● **Task statement**
Return the listing below in full, with every line exactly as it is.
++++++++
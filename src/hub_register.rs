//! Hub registration: `examples/original_source/register.py`'s
//! `register()` loop, ported to a WebSocket client task.
//!
//! Connects to `hub.url`, sends a `register` envelope, then re-sends the
//! same envelope every 30s as a keepalive. `spec.md` §9 tightens the
//! source's unbounded retry-forever loop everywhere it guards a hardware
//! resource — this task guards none, so reconnect-forever with a capped
//! backoff between attempts is kept (see `DESIGN.md`).

use futures_util::{SinkExt, StreamExt};
use serde::Serialize;
use std::net::UdpSocket;
use std::time::Duration;
use tokio_tungstenite::tungstenite::Message;
use tracing::{error, info, warn};
use uuid::Uuid;

const KEEPALIVE_INTERVAL: Duration = Duration::from_secs(30);
const RECONNECT_BASE: Duration = Duration::from_secs(2);
const RECONNECT_CAP: Duration = Duration::from_secs(60);

#[derive(Debug, Serialize)]
#[serde(rename_all = "camelCase")]
struct RegisterEnvelope<'a> {
    #[serde(rename = "type")]
    kind: &'static str,
    device_id: &'a str,
    device_name: &'a str,
    local_ip: &'a str,
    port: u16,
}

/// Run the registration loop forever. Never propagates an error to the
/// caller — a hub outage degrades to "this device isn't discoverable",
/// not a crashed process.
pub async fn run(hub_url: String, device_name: String, local_port: u16) {
    let device_id = Uuid::new_v4().to_string();
    let local_ip = local_ip().unwrap_or_else(|| "0.0.0.0".to_owned());

    let mut backoff = RECONNECT_BASE;
    loop {
        match register_once(&hub_url, &device_id, &device_name, &local_ip, local_port).await {
            Ok(()) => {
                info!("hub connection closed, reconnecting");
                backoff = RECONNECT_BASE;
            }
            Err(e) => {
                warn!(error = %e, delay = ?backoff, "hub registration failed, retrying");
                tokio::time::sleep(backoff).await;
                backoff = (backoff * 2).min(RECONNECT_CAP);
            }
        }
    }
}

async fn register_once(
    hub_url: &str,
    device_id: &str,
    device_name: &str,
    local_ip: &str,
    local_port: u16,
) -> Result<(), tokio_tungstenite::tungstenite::Error> {
    let (mut stream, _response) = tokio_tungstenite::connect_async(hub_url).await?;
    info!(hub_url, device_id, "connected to hub");

    let envelope = RegisterEnvelope {
        kind: "register",
        device_id,
        device_name,
        local_ip,
        port: local_port,
    };
    let body = serde_json::to_string(&envelope).expect("register envelope always serializes");
    stream.send(Message::text(body.clone())).await?;

    let mut keepalive = tokio::time::interval(KEEPALIVE_INTERVAL);
    keepalive.tick().await; // first tick fires immediately; we already sent once above

    loop {
        tokio::select! {
            _ = keepalive.tick() => {
                stream.send(Message::text(body.clone())).await?;
            }
            msg = stream.next() => {
                match msg {
                    Some(Ok(Message::Close(_))) | None => return Ok(()),
                    Some(Ok(_)) => {}
                    Some(Err(e)) => {
                        error!(error = %e, "hub websocket error");
                        return Err(e);
                    }
                }
            }
        }
    }
}

/// Mirrors `register.py`'s `get_local_ip()`: connect a UDP socket to a
/// public address (no packet is actually sent) and read back the local
/// address the OS picked for that route.
fn local_ip() -> Option<String> {
    let socket = UdpSocket::bind("0.0.0.0:0").ok()?;
    socket.connect("8.8.8.8:80").ok()?;
    socket.local_addr().ok().map(|addr| addr.ip().to_string())
}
++++++++
● **Task answer**
filename src/hub_register.rs
//! Hub registration: `examples/original_source/register.py`'s
//! `register()` loop, ported to a WebSocket client task.
//!
//! Connects to `hub.url`, sends a `register` envelope, then re-sends the
//! same envelope every 30s as a keepalive. `spec.md` §9 tightens the
//! source's unbounded retry-forever loop everywhere it guards a hardware
//! resource — this task guards none, so reconnect-forever with a capped
//! backoff between attempts is kept (see `DESIGN.md`).

use futures_util::{SinkExt, StreamExt};
use serde::Serialize;
use std::net::UdpSocket;
use std::time::Duration;
use tokio_tungstenite::tungstenite::Message;
use tracing::{error, info, warn};
use uuid::Uuid;

const KEEPALIVE_INTERVAL: Duration = Duration::from_secs(30);
const RECONNECT_BASE: Duration = Duration::from_secs(2);
const RECONNECT_CAP: Duration = Duration::from_secs(60);

#[derive(Debug, Serialize)]
#[serde(rename_all = "camelCase")]
struct RegisterEnvelope<'a> {
    #[serde(rename = "type")]
    kind: &'static str,
    device_id: &'a str,
    device_name: &'a str,
    local_ip: &'a str,
    port: u16,
}

/// Run the registration loop forever. Never propagates an error to the
/// caller — a hub outage degrades to "this device isn't discoverable",
/// not a crashed process.
pub async fn run(hub_url: String, device_name: String, local_port: u16) {
    let device_id = Uuid::new_v4().to_string();
    let local_ip = local_ip().unwrap_or_else(|| "0.0.0.0".to_owned());

    let mut backoff = RECONNECT_BASE;
    loop {
        match register_once(&hub_url, &device_id, &device_name, &local_ip, local_port).await {
            Ok(()) => {
                info!("hub connection closed, reconnecting");
                backoff = RECONNECT_BASE;
            }
            Err(e) => {
                warn!(error = %e, delay = ?backoff, "hub registration failed, retrying");
                tokio::time::sleep(backoff).await;
                backoff = (backoff * 2).min(RECONNECT_CAP);
            }
        }
    }
}

async fn register_once(
    hub_url: &str,
    device_id: &str,
    device_name: &str,
    local_ip: &str,
    local_port: u16,
) -> Result<(), tokio_tungstenite::tungstenite::Error> {
    let (mut stream, _response) = tokio_tungstenite::connect_async(hub_url).await?;
    info!(hub_url, device_id, "connected to hub");

    let envelope = RegisterEnvelope {
        kind: "register",
        device_id,
        device_name,
        local_ip,
        port: local_port,
    };
    let body = serde_json::to_string(&envelope).expect("register envelope always serializes");
    stream.send(Message::text(body.clone())).await?;

    let mut keepalive = tokio::time::interval(KEEPALIVE_INTERVAL);
    keepalive.tick().await; // first tick fires immediately; we already sent once above

    loop {
        tokio::select! {
            _ = keepalive.tick() => {
                stream.send(Message::text(body.clone())).await?;
            }
            msg = stream.next() => {
                match msg {
                    Some(Ok(Message::Close(_))) | None => return Ok(()),
                    Some(Ok(_)) => {}
                    Some(Err(e)) => {
                        error!(error = %e, "hub websocket error");
                        return Err(e);
                    }
                }
            }
        }
    }
}

/// Mirrors `register.py`'s `get_local_ip()`: connect a UDP socket to a
/// public address (no packet is actually sent) and read back the local
/// address the OS picked for that route.
fn local_ip() -> Option<String> {
    let socket = UdpSocket::bind("0.0.0.0:0").ok()?;
    socket.connect("8.8.8.8:80").ok()?;
    socket.local_addr().ok().map(|addr| addr.ip().to_string())
}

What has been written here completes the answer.